Background—Endoscopic sphincterotomy has been shown to inhibit stone formation in the gall bladder of experimental animals.

Aims—To investigate the alterations in bile composition and gall bladder motility after endoscopic sphincterotomy.

Patients—A study was performed of gall bladder bile composition and gall bladder motility in patients with gallstone disease ((n = 20; age 40–60 years, median age 55 years: seven men), with gall bladder calculi (n = 12) and with diseased gall bladder (chronic inflammation) without gall bladder calculi (n = 8)), who had received endoscopic sphincterotomy for common bile duct stones. Age and sex matched disease controls comprised 20 patients with gallstone disease but without stones and an intact sphincter of Oddi (with gall bladder calculi (n = 10) and diseased gall bladder without gall bladder calculi (n = 10)).

Methods—Gall bladder motility was assessed by ultrasound.
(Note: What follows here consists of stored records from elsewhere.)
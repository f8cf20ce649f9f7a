use async_trait::async_trait;
use chrono::Utc;
use std::collections::HashMap;
use tokio::sync::RwLock;

use super::{
    CheckpointMetadata, CheckpointReason, Continuation, ContinuationStore, PersistenceError,
};

/// Process-local store, used by tests and one-shot runs
#[derive(Default)]
pub struct InMemoryContinuationStore {
    continuations: RwLock<HashMap<String, Continuation>>,
}

impl InMemoryContinuationStore {
    pub fn new() -> Self {
        Self::default()
    }

    pub async fn len(&self) -> usize {
        self.continuations.read().await.len()
    }

    pub async fn is_empty(&self) -> bool {
        self.continuations.read().await.is_empty()
    }
}

#[async_trait]
impl ContinuationStore for InMemoryContinuationStore {
    async fn save(
        &self,
        continuation: &Continuation,
        reason: CheckpointReason,
    ) -> Result<String, PersistenceError> {
        let mut to_save = continuation.clone();
        to_save.last_persisted = Utc::now();
        to_save.checkpoint = CheckpointMetadata::capture(reason, String::new());
        let checkpoint_id = to_save.checkpoint.checkpoint_id.clone();

        self.continuations
            .write()
            .await
            .insert(to_save.analysis_id.clone(), to_save);
        Ok(checkpoint_id)
    }

    async fn load(&self, analysis_id: &str) -> Result<Option<Continuation>, PersistenceError> {
        Ok(self.continuations.read().await.get(analysis_id).cloned())
    }

    async fn remove(&self, analysis_id: &str) -> Result<bool, PersistenceError> {
        Ok(self.continuations.write().await.remove(analysis_id).is_some())
    }

    async fn list(&self) -> Result<Vec<Continuation>, PersistenceError> {
        let mut continuations: Vec<Continuation> =
            self.continuations.read().await.values().cloned().collect();
        continuations.sort_by(|a, b| a.created_at.cmp(&b.created_at));
        Ok(continuations)
    }
}
use assert_cmd::Command;
use predicates::prelude::*;
use tempfile::TempDir;

fn write_config(dir: &TempDir) -> std::path::PathBuf {
    let path = dir.path().join("runner.toml");
    let contents = format!(
        r#"[orchestrator]
poll_interval_seconds = 0

[persistence]
directory = "{}"

[simulation]
state_directory = "{}"
run_duration_seconds = 0

[observability]
log_level = "warn"
json_logs = false
metrics_enabled = false
"#,
        dir.path().join("continuations").display(),
        dir.path().join("jobs").display()
    );
    std::fs::write(&path, contents).unwrap();
    path
}

#[test]
fn test_help_lists_commands() {
    let mut cmd = Command::cargo_bin("omics-runner").unwrap();

    cmd.arg("--help")
        .assert()
        .success()
        .stdout(predicate::str::contains("resume"))
        .stdout(predicate::str::contains("worker"))
        .stdout(predicate::str::contains("graph"));
}

#[test]
fn test_graph_prints_every_state() {
    let mut cmd = Command::cargo_bin("omics-runner").unwrap();

    cmd.arg("graph")
        .assert()
        .success()
        .stdout(predicate::str::contains("\"CheckStartRequest\""))
        .stdout(predicate::str::contains("\"WaitForJob\""))
        .stdout(predicate::str::contains("\"Failed\""));
}

#[test]
fn test_run_drives_simulated_job_to_success() {
    let dir = TempDir::new().unwrap();
    let config = write_config(&dir);
    let input = dir.path().join("input.json");
    std::fs::write(
        &input,
        r#"{"analysisId":"cli-1","startRequest":{"workflowId":"1234567","name":"demo"}}"#,
    )
    .unwrap();

    let mut cmd = Command::cargo_bin("omics-runner").unwrap();
    cmd.arg("--config")
        .arg(&config)
        .arg("run")
        .arg("--input")
        .arg(&input)
        .assert()
        .success()
        .stdout(predicate::str::contains("\"status\": \"completed\""))
        .stdout(predicate::str::contains("\"result\": \"succeeded\""));
}

#[test]
fn test_run_exits_non_zero_when_analysis_fails() {
    let dir = TempDir::new().unwrap();
    let config = write_config(&dir);
    let input = dir.path().join("input.json");
    std::fs::write(
        &input,
        r#"{"analysisId":"cli-2","startRequest":{"workflowId":"1234567","parameters":{"simulateFailure":true}}}"#,
    )
    .unwrap();

    let mut cmd = Command::cargo_bin("omics-runner").unwrap();
    cmd.arg("--config")
        .arg(&config)
        .arg("run")
        .arg("--input")
        .arg(&input)
        .assert()
        .failure()
        .stdout(predicate::str::contains("\"status\": \"completed\""))
        .stdout(predicate::str::contains("\"result\": \"failed\""))
        .stderr(predicate::str::contains("FAILED"));
}

#[test]
fn test_status_of_unknown_invocation_fails() {
    let dir = TempDir::new().unwrap();
    let config = write_config(&dir);

    let mut cmd = Command::cargo_bin("omics-runner").unwrap();
    cmd.arg("--config")
        .arg(&config)
        .arg("status")
        .arg("missing")
        .assert()
        .failure()
        .stdout(predicate::str::contains("NotFound"));
}
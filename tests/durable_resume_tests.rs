// Continuations survive the process: each step builds a fresh orchestrator over
// the same on-disk store, as separate CLI invocations would.

use serde_json::json;
use std::sync::Arc;
use std::time::Duration;
use tempfile::TempDir;

use omics_runner::config::{OrchestratorConfig, PersistenceConfig, SimulationConfig};
use omics_runner::orchestrator::{
    ExecutionContext, InvocationStatus, Notification, OrchestratorState, Outcome, StartRequest,
};
use omics_runner::persistence::{ContinuationPhase, FileSystemContinuationStore};
use omics_runner::scheduler::ResumptionScheduler;
use omics_runner::services::{
    EmailNotifier, LogMailTransport, SimulatedJobService, SubOrchestratorRegistry,
};
use omics_runner::Orchestrator;

fn orchestrator(
    dir: &TempDir,
    poll_interval_seconds: u64,
    run_duration_seconds: u64,
) -> Orchestrator {
    Orchestrator::new(
        Arc::new(SimulatedJobService::new(SimulationConfig {
            state_directory: dir.path().join("jobs"),
            run_duration_seconds,
        })),
        Arc::new(SubOrchestratorRegistry::new()),
        Arc::new(EmailNotifier::new(LogMailTransport)),
        Arc::new(FileSystemContinuationStore::new(PersistenceConfig {
            directory: dir.path().join("continuations"),
            enable_integrity_checks: true,
        })),
    )
    .with_config(OrchestratorConfig {
        poll_interval_seconds,
        ..Default::default()
    })
}

fn context(analysis_id: &str, parameters: serde_json::Value) -> ExecutionContext {
    ExecutionContext::new(analysis_id).with_start_request(StartRequest {
        workflow_id: Some("1234567".to_string()),
        name: Some("demo".to_string()),
        parameters: parameters.as_object().cloned().unwrap_or_default(),
        ..Default::default()
    })
}

#[tokio::test]
async fn test_suspended_invocation_resumes_in_new_instance() {
    let dir = TempDir::new().unwrap();

    let first = orchestrator(&dir, 60, 0)
        .start(context("a1", json!({})))
        .await
        .unwrap();
    assert!(matches!(first, InvocationStatus::Suspended { .. }));

    let later = orchestrator(&dir, 60, 0);
    let stored = later.status("a1").await.unwrap();
    assert_eq!(stored.phase, ContinuationPhase::Suspended);
    assert_eq!(stored.state, OrchestratorState::PollJobStatus);
    assert!(stored.context.job.is_some());

    let not_due = later.resume("a1", false).await.unwrap();
    assert!(matches!(not_due, InvocationStatus::Suspended { .. }));

    let done = later.resume("a1", true).await.unwrap();
    assert_eq!(done.outcome(), Some(&Outcome::Succeeded));
    assert!(later.list().await.unwrap().is_empty());
}

#[tokio::test]
async fn test_scheduler_resumes_due_invocations() {
    let dir = TempDir::new().unwrap();
    let orchestrator = orchestrator(&dir, 0, 0);

    orchestrator.start(context("ok", json!({}))).await.unwrap();
    orchestrator
        .start(
            context("bad", json!({ "simulateFailure": true }))
                .with_notification(Notification::email("user@example.com")),
        )
        .await
        .unwrap();

    let scheduler = ResumptionScheduler::new(orchestrator.clone(), Duration::from_millis(10));
    let reports = scheduler.run_once().await.unwrap();
    assert_eq!(reports.len(), 2);

    for report in reports {
        let status = report.result.unwrap();
        match report.analysis_id.as_str() {
            "ok" => assert_eq!(status.outcome(), Some(&Outcome::Succeeded)),
            "bad" => match status {
                InvocationStatus::Completed { outcome: Outcome::Failed(failure), context, .. } => {
                    assert_eq!(failure.category, "FAILED");
                    let email = context.notification_result.unwrap().email;
                    assert!(email.delivered());
                    assert_eq!(email.subject, "Analysis 'demo' failed");
                }
                other => panic!("expected failure, got {other:?}"),
            },
            other => panic!("unexpected analysis {other}"),
        }
    }

    assert!(scheduler.run_once().await.unwrap().is_empty());
}

#[tokio::test]
async fn test_cancel_propagates_to_running_job() {
    let dir = TempDir::new().unwrap();
    let orchestrator = orchestrator(&dir, 60, 3600);

    orchestrator.start(context("a1", json!({}))).await.unwrap();
    let job_id = orchestrator.status("a1").await.unwrap().context.job.unwrap().job_id;

    orchestrator.cancel("a1").await.unwrap();
    assert!(orchestrator.list().await.unwrap().is_empty());

    let record_path = dir.path().join("jobs").join(format!("{job_id}.json"));
    let record = std::fs::read_to_string(record_path).unwrap();
    assert!(!record.contains("\"cancelledAt\": null"));
}
//! Collaborators driven by the orchestrator
//!
//! Each concern is a trait so the executor can be wired to real adapters, the
//! local simulator, or test doubles.

pub mod job_service;
pub mod notifier;
pub mod retry;
pub mod simulated;
pub mod visualization;

pub use job_service::{JobExecutionService, JobHandle, JobServiceError, JobSubmission};
pub use notifier::{
    EmailMessage, EmailNotifier, LogMailTransport, MailTransport, NotificationRequest, Notifier,
    NotifierError, TransportError,
};
pub use retry::RetryingJobService;
pub use simulated::SimulatedJobService;
pub use visualization::{
    InvocationError, ProcessSubOrchestrator, SubOrchestrator, SubOrchestratorInvoker,
    SubOrchestratorRegistry, VisualizationInput,
};

#[cfg(any(test, feature = "testing"))]
pub use job_service::MockJobExecutionService;
#[cfg(any(test, feature = "testing"))]
pub use notifier::{MockMailTransport, MockNotifier};
#[cfg(any(test, feature = "testing"))]
pub use visualization::MockSubOrchestratorInvoker;
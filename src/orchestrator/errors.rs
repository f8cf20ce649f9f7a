use chrono::{DateTime, Utc};
use serde::{Deserialize, Serialize};
use thiserror::Error;

use super::context::ExecutionContext;
use super::transition::TransitionError;
use crate::persistence::PersistenceError;
use crate::services::{InvocationError, JobServiceError, NotifierError};

#[derive(Debug, Error)]
pub enum OrchestratorError {
    #[error("Job submission for {analysis_id} failed: {source}")]
    Submission {
        analysis_id: String,
        #[source]
        source: JobServiceError,
    },

    #[error("Status query for job {job_id} of {analysis_id} failed: {source}")]
    Polling {
        analysis_id: String,
        job_id: String,
        #[source]
        source: JobServiceError,
    },

    #[error("Visualization for {analysis_id} failed: {source}")]
    SubOrchestration {
        analysis_id: String,
        #[source]
        source: InvocationError,
    },

    #[error("Notification for {analysis_id} failed: {source}")]
    Notification {
        analysis_id: String,
        #[source]
        source: NotifierError,
    },

    #[error("Stopping job {job_id} of {analysis_id} failed: {source}")]
    Cancellation {
        analysis_id: String,
        job_id: String,
        #[source]
        source: JobServiceError,
    },

    #[error("Invalid execution context for {analysis_id}: {reason}")]
    InvalidContext { analysis_id: String, reason: String },

    #[error("Invalid transition: {0}")]
    Transition(#[from] TransitionError),

    #[error("Continuation store failure: {0}")]
    Persistence(#[from] PersistenceError),

    #[error("No invocation found for {analysis_id}")]
    NotFound { analysis_id: String },

    #[error("An invocation for {analysis_id} already exists")]
    AlreadyExists { analysis_id: String },

    #[error("Invocation {analysis_id} is already being driven")]
    InFlight { analysis_id: String },

    #[error("Cannot schedule resumption of {analysis_id} after {poll_interval_seconds}s")]
    Scheduling {
        analysis_id: String,
        poll_interval_seconds: u64,
    },
}

impl OrchestratorError {
    /// Stable name of the error kind, used as the failure category
    pub fn kind(&self) -> &'static str {
        match self {
            Self::Submission { .. } => "SubmissionError",
            Self::Polling { .. } => "PollingError",
            Self::SubOrchestration { .. } => "SubOrchestrationFailure",
            Self::Notification { .. } => "NotificationError",
            Self::Cancellation { .. } => "CancellationError",
            Self::InvalidContext { .. } => "InvalidContext",
            Self::Transition(_) => "TransitionError",
            Self::Persistence(_) => "PersistenceError",
            Self::NotFound { .. } => "NotFound",
            Self::AlreadyExists { .. } => "AlreadyExists",
            Self::InFlight { .. } => "InFlight",
            Self::Scheduling { .. } => "SchedulingError",
        }
    }

    pub fn failure(&self) -> Failure {
        Failure {
            category: self.kind().to_string(),
            detail: Some(self.to_string()),
        }
    }
}

/// Why an invocation ended in `Failed`
#[derive(Debug, Clone, PartialEq, Eq, Serialize, Deserialize)]
#[serde(rename_all = "camelCase")]
pub struct Failure {
    pub category: String,
    pub detail: Option<String>,
}

#[derive(Debug, Clone, PartialEq, Eq, Serialize, Deserialize)]
#[serde(tag = "result", rename_all = "camelCase")]
pub enum Outcome {
    Succeeded,
    Failed(Failure),
}

impl Outcome {
    pub fn is_success(&self) -> bool {
        matches!(self, Self::Succeeded)
    }
}

/// What a call to start, resume or cancel handed back
#[derive(Debug, Clone, PartialEq, Serialize, Deserialize)]
#[serde(tag = "status", rename_all = "camelCase")]
pub enum InvocationStatus {
    #[serde(rename_all = "camelCase")]
    Suspended {
        analysis_id: String,
        resume_at: Option<DateTime<Utc>>,
    },
    #[serde(rename_all = "camelCase")]
    Completed {
        analysis_id: String,
        outcome: Outcome,
        context: ExecutionContext,
    },
    #[serde(rename_all = "camelCase")]
    Cancelled { analysis_id: String },
}

impl InvocationStatus {
    pub fn analysis_id(&self) -> &str {
        match self {
            Self::Suspended { analysis_id, .. }
            | Self::Completed { analysis_id, .. }
            | Self::Cancelled { analysis_id } => analysis_id,
        }
    }

    pub fn outcome(&self) -> Option<&Outcome> {
        match self {
            Self::Completed { outcome, .. } => Some(outcome),
            _ => None,
        }
    }
}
Duodenal bile collected by nasoduodenal tube after stimulation of gall bladder by intravenous ceruletid infusion was analysed for cholesterol, phospholipid, and bile acid concentrations, cholesterol saturation index, and nucleation time.

Results—There was a significant reduction in mean (SEM) fasting volume (12.5 (1.7) ml v 26.4 (2.5) ml; p<0.001) and mean (SEM) residual volume (4.34 (0.9) ml v14.7 (0.98) ml; p<0.001), and increase in mean (SEM) ejection fraction (65.7 (4.2)% v 43.6 (5.52)%; p<0.001) and mean (SEM) rate constant of gall bladder emptying (−0.031/min v−0.020/min; p<0.01) in patients who had been subjected to endoscopic sphincterotomy. Median nucleation time was significantly longer (17 days v 6 days; p<0.006) in treated patients. There was a reduction in total mean (SEM) lipid concentrations (6.73 (0.32) g/dlv 7.72 (0.84) g/dl; p<0.05), cholesterol (5.6 (1.5) mmol/l v 10.3 (2.23) mmol/l; p<0.001) and CSI (0.72 (0.15) v 1.32 (0.31); p<0.001). There was no significant change in mean (SEM) phospholipid (25.6 (3.5) mmol/l v23.4 (6.28) mmol/l) and bile acid (93.7 (7.31) mmol/l v105.07 (16.6) mmol/l) concentrations.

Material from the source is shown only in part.